The current global—and Congressional—debate about whether to deploy force against Syria for its use of sarin gas on civilians will depend, in part, on whether the reasons for a post-World War I agreement banning the offensive use of chemical and biological weapons continue to be honored.
The 1925 Geneva Protocol did not focus on World War I's terrible new 20th-century technologies that made 19th-century military tactics obsolete and led to mass slaughter: advancements in barbed wire, machine guns, and artillery led to incomprehensible and horrible effects on combatants. It was the impact of gas use on both the Western and Eastern fronts that led to the prohibition on chemical and biological warfare, even though it had led to only about one percent of the deaths there. The protocol viewed gas warfare as different from the other methods of mass killing, and banned the use of "asphyxiating, poisonous or other gases" as well as "bacteriological methods."
At least three strains of reasoning were advanced by the International Red Cross, religious leaders, the military, and politicians to help mobilize public opinion in favor of a special prohibition against chemical and biological warfare.
First, there were the unique methods of killing—and the special suffering—caused by the gases of World War I, which were first used by the Germans in the battle of Ypres in 1915 and then by all the armies. Chlorine damaged ears and eyes and caused death by asphyxiation. It was subsequently replaced by phosgene, a colorless gas that damaged the lungs and caused suffocation in a delayed reaction after exposure. Mustard gas caused blistering of the outer body and internal organs, especially the lungs. Death might come only after prolonged agony. And those who survived often had serious respiratory and other health issues for the rest of their lives.
Second, there was the "indiscriminate" impact of gas warfare. It was diffused broadly in the atmosphere—and could blow back into the offensive users or affect civilian populations. This uncontrolled aspect of gas warfare led to opposition among some military leaders on all sides.
Finally, there was a fear of an unknown future. Despite the relatively small number of actual deaths and casualties from chemical warfare compared to the horrific total, there was worry about its much broader use in the future. The inhuman, terrifying images of soldiers in gas masks fed these emotional concerns.
Together, these reasons led to a special strain of public fear and loathing that prompted the collective action embodied in the 1925 protocol. It stated that such warfare "has been justly condemned by the general opinion of the civilized world." Forty nations originally agreed to the protocol. Today that number is more than 130—although the United States did not officially adopt the protocol until 1975. And Syria adopted it in 1968.
The exceptional nature of chemical and biological warfare was reflected in the Chemical Weapons Convention, which entered into force in 1997. It sought to remedy many of the defects of the Geneva Protocol by prohibiting manufacturing and stockpiling, requiring destruction of existing stocks, establishing a verification system, and establishing a special monitoring body, the Organization for the Prohibition of Chemical Weapons. More than 180 nations have ratified the CWC—but not Syria.
Of course, the conventions by themselves do not have an enforcement mechanism. The legal route to collective action against miscreant states today requires invocation of general UN legal process. And there have been numerous other instances of chemical weapon use before Syria—from Japan against China in the early 40s to Iraq against Iran and the Kurds in the 80s.
Yet, at least in theory and often (though not always) in practice, the world community, going back at least to the 1925 protocol, has made a decision that chemical and biological weapons are morally different from conventional weapons--which, some would say, can kill just as widely, horribly and indiscriminately.

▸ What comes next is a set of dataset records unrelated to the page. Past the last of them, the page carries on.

/// Controller and rumble flag for a header cartridge-type byte.
pub fn controller_for(cart_type: u8) -> Option<(MbcKind, bool)> {
    let kind = match cart_type {
        0x00 | 0x08 | 0x09 => MbcKind::None,
        // 0xEA is a hacked Sonic 3D Blast 5 header.
        0x01..=0x03 | 0xEA => MbcKind::Mbc1,
        0x05 | 0x06 => MbcKind::Mbc2,
        0x0F..=0x13 => MbcKind::Mbc3,
        0x15..=0x17 => MbcKind::Mbc4,
        0x19..=0x1B => MbcKind::Mbc5,
        0x1C..=0x1E => return Some((MbcKind::Mbc5, true)),
        0x22 => MbcKind::Mbc7,
        0xFE => MbcKind::Huc3,
        0xFF => MbcKind::Huc1,
        _ => return None,
    };
    Some((kind, false))
}

/// External RAM banks declared by the RAM-size header byte.
pub fn ram_banks_for(ram_size: u8, kind: MbcKind) -> usize {
    if kind == MbcKind::Mbc2 {
        return 1;
    }
    match ram_size {
        0 => 0,
        1 | 2 => 1,
        3 => 4,
        4 => 16,
        _ => {
            warn!("Invalid RAM bank number {ram_size:#04x}, defaulting to 4");
            4
        }
    }
}

struct Header<'a> {
    data: &'a [u8],
}

impl<'a> Header<'a> {
    fn parse(data: &'a [u8]) -> Self {
        Self { data }
    }

    fn byte(&self, offset: usize) -> u8 {
        self.data.get(offset).copied().unwrap_or(0)
    }

    fn cgb_flag(&self) -> u8 {
        self.byte(0x0143)
    }

    fn title(&self) -> String {
        let len = if matches!(self.cgb_flag(), 0x80 | 0xC0) {
            15
        } else {
            16
        };
        let mut slice = &self.data[0x0134..0x0134 + len];
        if let Some(pos) = slice.iter().position(|&b| b == 0) {
            slice = &slice[..pos];
        }
        String::from_utf8_lossy(slice).trim_end().to_string()
    }
}

/// Summary of the cartridge header.
#[derive(Debug, Clone, PartialEq, Eq)]
pub struct RomInfo {
    pub title: String,
    pub cgb_flag: u8,
    pub sgb_flag: u8,
    pub cart_type: u8,
    pub kind: MbcKind,
    pub rumble: bool,
    pub rom_size: u8,
    pub rom_banks: usize,
    pub ram_size: u8,
    pub ram_banks: usize,
}

impl RomInfo {
    pub fn supports_cgb(&self) -> bool {
        self.cgb_flag & 0x80 != 0
    }

    pub fn supports_sgb(&self) -> bool {
        self.sgb_flag == 0x03
    }

    pub fn has_clock(&self) -> bool {
        self.kind.clock().is_some()
    }

    /// Bytes the save file must hold.
    pub fn save_len(&self) -> usize {
        self.ram_banks * RAM_BANK_SIZE + if self.has_clock() { RTC_BLOCK_LEN } else { 0 }
    }
}

impl fmt::Display for RomInfo {
    fn fmt(&self, f: &mut fmt::Formatter<'_>) -> fmt::Result {
        writeln!(f, "Title: \"{}\"", self.title)?;
        writeln!(
            f,
            "Cartridge type: {:02x} ({}{})",
            self.cart_type,
            self.kind,
            if self.rumble { "+RUMBLE" } else { "" }
        )?;
        writeln!(f, "ROM Size: {:02x} ({} banks)", self.rom_size, self.rom_banks)?;
        write!(f, "RAM Size: {:02x} ({} banks)", self.ram_size, self.ram_banks)
    }
}

/// Controller-specific registers. The bank numbers themselves live on the
/// cartridge since every controller shares them.
#[derive(Debug, Clone, Copy, PartialEq, Eq)]
pub enum MbcState {
    None,
    Mbc1 {
        /// 0 = ROM banking, 1 = RAM banking.
        mode: u8,
    },
    Mbc2,
    Mbc3 {
        /// RTC register mapped at 0xA000 instead of RAM.
        rtc_select: Option<u8>,
    },
    Mbc5 {
        motor: bool,
    },
    Huc1 {
        mode: u8,
    },
    Huc3 {
        mode: u8,
        value: u8,
        shift: u8,
    },
}
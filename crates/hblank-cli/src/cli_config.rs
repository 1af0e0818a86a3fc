use hblank_core::config::CoreConfig;
use log::warn;
use std::path::{Path, PathBuf};

pub fn default_config_path() -> PathBuf {
    #[cfg(target_os = "windows")]
    {
        if let Some(appdata) = std::env::var_os("APPDATA") {
            return PathBuf::from(appdata).join("hblank").join("core.toml");
        }
    }

    if let Some(xdg) = std::env::var_os("XDG_CONFIG_HOME") {
        return PathBuf::from(xdg).join("hblank").join("core.toml");
    }

    if let Some(home) = std::env::var_os("HOME") {
        return PathBuf::from(home)
            .join(".config")
            .join("hblank")
            .join("core.toml");
    }

    PathBuf::from("core.toml")
}

pub fn load_from_file(path: &Path) -> CoreConfig {
    let text = match std::fs::read_to_string(path) {
        Ok(s) => s,
        Err(_) => return CoreConfig::default(),
    };

    match toml::from_str::<CoreConfig>(&text) {
        Ok(cfg) => cfg,
        Err(e) => {
            warn!(
                "Failed to parse config {}: {e}; using defaults",
                path.display()
            );
            CoreConfig::default()
        }
    }
}

pub fn save_to_file(path: &Path, cfg: &CoreConfig) -> std::io::Result<()> {
    if let Some(parent) = path.parent() {
        std::fs::create_dir_all(parent)?;
    }

    let text = toml::to_string_pretty(cfg).unwrap_or_else(|_| String::new());
    std::fs::write(path, text)
}

#[cfg(test)]
mod tests {
    use super::*;
    use hblank_core::config::{BorderMode, InterruptWait};

    #[test]
    fn missing_file_gives_defaults() {
        let dir = tempfile::tempdir().unwrap();
        let cfg = load_from_file(&dir.path().join("absent.toml"));
        assert_eq!(cfg.max_loaded_banks, 128);
        assert!(cfg.autosave);
    }

    #[test]
    fn bad_file_gives_defaults() {
        let dir = tempfile::tempdir().unwrap();
        let path = dir.path().join("core.toml");
        std::fs::write(&path, "autosave = \"sometimes\"").unwrap();
        assert!(load_from_file(&path).autosave);
    }

    #[test]
    fn saved_config_loads_back() {
        let dir = tempfile::tempdir().unwrap();
        let path = dir.path().join("nested").join("core.toml");
        let cfg = CoreConfig {
            max_loaded_banks: 16,
            interrupt_wait: InterruptWait::Always,
            border: BorderMode::Sgb,
            ..CoreConfig::default()
        };
        save_to_file(&path, &cfg).unwrap();

        let text = std::fs::read_to_string(&path).unwrap();
        assert!(text.contains("max-loaded-banks = 16"));
        assert!(text.contains("interrupt-wait = \"always\""));

        let loaded = load_from_file(&path);
        assert_eq!(loaded.max_loaded_banks, 16);
        assert_eq!(loaded.interrupt_wait, InterruptWait::Always);
        assert_eq!(loaded.border, BorderMode::Sgb);
    }

    #[test]
    fn partial_file_fills_in_defaults() {
        let dir = tempfile::tempdir().unwrap();
        let path = dir.path().join("core.toml");
        std::fs::write(&path, "fast-forward = true\nmode = \"cgb\"\n").unwrap();
        let cfg = load_from_file(&path);
        assert!(cfg.fast_forward);
        assert_eq!(cfg.mode, hblank_core::config::EmulationMode::Cgb);
        assert_eq!(cfg.max_loaded_banks, 128);
    }
}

Today, of course, chemical and biological agents are classified as weapons of mass destruction. And the reasons advanced in the 1920s are much the same as advanced now by the Obama Administration in its argument to take action in Syria (although the specter of asymmetrical use by terrorists is added to use by states). Secretary Kerry has said that the deaths of more than 1,400 Syrian civilians because of chemical agents shows "the large-scale, indiscriminate use of weapons that the civilized world has long ago [agreed] must never be used." He added, "Our sense of basic humanity is offended…by this cowardly crime" involving the "world's most heinous weapons." The administration is showing films of the deaths that, per CNN, reveal "Men sprawled on a tile floor, shirtless and convulsing. Children, too, seemingly unable to control their shaking and flailing. Panic and screams in the background."
The decision about whether to use force against Syria turns, then, on whether the reasons advanced in support of the 1925 Geneva Protocol are still singularly important. Obviously, there are many other considerations, including effectiveness, proportionality, limits, and the broader deterrent effects of any U.S. action that might be supported by certain allies.
The "chemical and biological warfare is different" strand of argument is critical, because if the United States acts it will be doing so, at least ostensibly, for moral reasons. There are strong arguments that there is no authority in international law for U.S. deployment of military force in these circumstances. That is why the reasons behind the protocol cast a long shadow over today's debate—a debate that is now about the ethical necessity, not the questionable legality, of U.S. military strikes to punish the Syrian regime for gassing its civilians.